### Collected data
########
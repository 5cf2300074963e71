//! Structured output: declared field schemas and coercion of model answers.
//!
//! An [`OutputSchema`] is a flat `{field → primitive type}` contract. Every
//! field is required and no other fields are allowed. The agent sends it to
//! the backing service as a strict JSON schema response format and then runs
//! the reply through [`OutputSchema::coerce`]; anything that cannot be
//! coerced is a [`ShimError::SchemaViolation`], never a partial object.

mod coerce;

use serde::de::DeserializeOwned;
use serde::{Deserialize, Serialize};
use strum::{Display, EnumString};

use crate::error::ShimError;
use crate::types::ResponseFormat;

pub use coerce::strip_code_fences;

/// Primitive type of an output field.
#[derive(Debug, Clone, Copy, PartialEq, Eq, Serialize, Deserialize, Display, EnumString)]
#[serde(rename_all = "lowercase")]
#[strum(serialize_all = "lowercase")]
pub enum FieldType {
    String,
    Number,
    Integer,
    Boolean,
}

/// Declared shape of a structured answer.
#[derive(Debug, Clone, PartialEq, Serialize, Deserialize)]
pub struct OutputSchema {
    name: String,
    fields: Vec<(String, FieldType)>,
}

impl OutputSchema {
    /// Start an empty schema; `name` is reported to the provider.
    pub fn new(name: impl Into<String>) -> Self {
        Self {
            name: name.into(),
            fields: Vec::new(),
        }
    }

    /// Declare a field. Redeclaring a name replaces its type.
    pub fn field(mut self, name: impl Into<String>, field_type: FieldType) -> Self {
        let name = name.into();
        match self.fields.iter_mut().find(|(n, _)| *n == name) {
            Some(slot) => slot.1 = field_type,
            None => self.fields.push((name, field_type)),
        }
        self
    }

    pub fn name(&self) -> &str {
        &self.name
    }

    pub fn fields(&self) -> &[(String, FieldType)] {
        &self.fields
    }

    pub fn field_type(&self, name: &str) -> Option<FieldType> {
        self.fields
            .iter()
            .find(|(n, _)| n == name)
            .map(|(_, t)| *t)
    }

    /// JSON Schema form: all fields required, no additional properties.
    pub fn to_json_schema(&self) -> serde_json::Value {
        let mut properties = serde_json::Map::new();
        for (name, field_type) in &self.fields {
            properties.insert(name.clone(), serde_json::json!({ "type": field_type.to_string() }));
        }
        let required: Vec<&str> = self.fields.iter().map(|(n, _)| n.as_str()).collect();
        serde_json::json!({
            "type": "object",
            "properties": properties,
            "required": required,
            "additionalProperties": false,
        })
    }

    /// Response format requesting this schema from the provider.
    pub fn response_format(&self) -> ResponseFormat {
        ResponseFormat::JsonSchema {
            schema: self.to_json_schema(),
            name: self.name.clone(),
        }
    }

    /// Coerce a raw model reply into an object matching this schema.
    pub fn coerce(&self, text: &str) -> Result<serde_json::Map<String, serde_json::Value>, ShimError> {
        let body = strip_code_fences(text);
        let value: serde_json::Value = serde_json::from_str(&body).map_err(|e| {
            ShimError::SchemaViolation(format!("{} reply is not valid JSON: {e}", self.name))
        })?;
        self.coerce_value(value)
    }

    /// Coerce an already-parsed JSON value.
    pub fn coerce_value(
        &self,
        value: serde_json::Value,
    ) -> Result<serde_json::Map<String, serde_json::Value>, ShimError> {
        coerce::coerce_object(self, value)
    }

    /// Coerce and deserialize into a caller type.
    pub fn deserialize<T: DeserializeOwned>(&self, text: &str) -> Result<T, ShimError> {
        let object = self.coerce(text)?;
        serde_json::from_value(serde_json::Value::Object(object)).map_err(|e| {
            ShimError::SchemaViolation(format!("{} does not fit the target type: {e}", self.name))
        })
    }
}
########
### TASK GOAL
For every line above that includes the string "PartialEq", copy the line.

### ANSWER SPACE
#[derive(Debug, Clone, Copy, PartialEq, Eq, Serialize, Deserialize, Display, EnumString)]
#[derive(Debug, Clone, PartialEq, Serialize, Deserialize)]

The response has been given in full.